Residents of Goma look on Nov 21, 2012 at the body of a man killed (not pictured) by the roadside near Goma the previous day after M23 rebels said they control all of Goma and nearby crossing points on the border with Rwanda. The M23 rebel group in the Democratic Republic of Congo vowed on Wednesday it would not stop at Goma, after seizing the key eastern city this week. A spokesman for the M23 rebel group in the Democratic Republic of Congo called Wednesday for President Joseph Kabila to step down, saying he was not the legitimate winner of elections last year. - AFP Photo

SAKE: Thousands of civilians poured out of the town of Sake in the eastern DR Congo on Friday in the face of a rebel advance that has raised fears of wider conflict erupting in the chronically unstable region.

An AFP photographer saw at least one body in the center of the town, a day after it fell to the rebels, while the head of a relief agency reported numerous casualties.

“There are bodies lining the road” leading south from Sake, Thierry Goffeau, the head of the Goma chapter of Doctors Without Borders (MSF) told AFP, without providing specific figures.

The M23 rebels earlier in the week captured Goma, a regional capital in the mineral-rich Kivu region, where the two wars that shook the country beginning in 1996 started.
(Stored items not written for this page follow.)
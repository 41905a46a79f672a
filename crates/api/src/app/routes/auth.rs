use std::sync::Arc;

use axum::{
    extract::{Extension, rejection::JsonRejection},
    http::StatusCode,
    response::IntoResponse,
    routing::post,
    Json, Router,
};

use paddock_auth::{Credentials, Registration, require_secret};

use crate::app::{dto, errors};
use crate::app::services::AppServices;

pub fn router() -> Router {
    Router::new()
        .route("/register", post(register))
        .route("/login", post(login))
}

pub async fn register(
    Extension(services): Extension<Arc<AppServices>>,
    body: Result<Json<dto::RegisterRequest>, JsonRejection>,
) -> axum::response::Response {
    let Json(body) = match body {
        Ok(b) => b,
        Err(e) => return errors::json_rejection_to_response(e),
    };

    let registration = match Registration::new(&body.email, &body.password, &body.name) {
        Ok(r) => r,
        Err(e) => return errors::domain_error_to_response(e),
    };

    let secret = match require_secret(&body.secret) {
        Ok(s) => s,
        Err(e) => return errors::domain_error_to_response(e),
    };

    match services.register_user(registration, secret).await {
        Ok(user) => (StatusCode::CREATED, Json(user)).into_response(),
        Err(e) => errors::domain_error_to_response(e),
    }
}

pub async fn login(
    Extension(services): Extension<Arc<AppServices>>,
    body: Result<Json<dto::LoginRequest>, JsonRejection>,
) -> axum::response::Response {
    let Json(body) = match body {
        Ok(b) => b,
        Err(e) => return errors::json_rejection_to_response(e),
    };

    let credentials = match Credentials::new(&body.email, &body.password) {
        Ok(c) => c,
        Err(e) => return errors::domain_error_to_response(e),
    };

    match services.login(credentials).await {
        Ok(token) => (StatusCode::OK, Json(dto::TokenResponse { token })).into_response(),
        Err(e) => errors::domain_error_to_response(e),
    }
}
The rebels' lighting advance has displaced tens of thousands of people and has raised warnings of a looming humanitarian catastrophe in an area with little infrastructure.

On Friday, thousands of residents fled Sake on foot, a day after rebels captured the town. They headed east toward Goma some 30 kilometres away and where tens of thousands of people are estimated to already be sheltering in camps.
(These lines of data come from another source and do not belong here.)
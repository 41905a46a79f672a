//! `paddock-auth` — session credentials and single-owner authorization.
//!
//! This crate is intentionally decoupled from HTTP and storage: it validates
//! registration input, issues/verifies session tokens, hashes passwords and
//! decides ownership. Loading users is the caller's job.

pub mod authorize;
pub mod claims;
pub mod password;
pub mod token;
pub mod user;

pub use authorize::{Decision, authorize, ensure_owner};
pub use claims::{SessionClaims, TokenValidationError, validate_claims};
pub use password::{Argon2Hasher, CredentialHasher, HashError};
pub use token::{TokenError, TokenService};
pub use user::{Credentials, NewUser, PublicUser, Registration, RegistrationSecret, User, require_secret};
A UN source said that the army and an allied local militia had managed to stop the rebel advance some 10 kilometres south of Sake, but this information could not be independently confirmed.

The M23 rebels have been blamed for hundreds of deaths since the former army soldiers mutinied in April, unhappy with the outcome of a 2009 peace deal that integrated them into the regular army.
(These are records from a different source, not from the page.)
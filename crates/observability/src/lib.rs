//! Process-wide tracing/logging setup shared by the binaries.

/// Subscriber configuration (filters, layers).
pub mod tracing;

pub use self::tracing::DEFAULT_FILTER;

/// Initialize process-wide observability.
///
/// Safe to call multiple times; subsequent calls are no-ops.
pub fn init() {
    self::tracing::init();
}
One of their leaders is Bosco Ntaganda, a former army general nicknamed the “Terminator” who is wanted by the International Criminal Court on charges of war crimes and crimes against humanity.

The UN has accused neighbouring Rwanda and Uganda of backing the rebels, charges that both countries deny.

The North and South Kivu regions are the easternmost of DR Congo, sub-Saharan Africa's largest country, and have a history of unrest.

The region is rich in cobalt, copper, diamonds, gold and coltan, a key component of mobile phones.

Two wars shook the country between 1996 and 1997 and then again from 1998 to 2002 both beginning in the Kivu region, with Rwanda and Uganda playing active or behind-the-scenes roles in much of the fighting.

Since 1998 more than three million people are estimated to have died from combat, disease and hunger and 1.6 million have been left homeless.

The former Belgian colony, known as Zaire under the dictator Mobutu Sese Seko, who was toppled in 1997, remains one of the world's least developed countries despite its mineral wealth.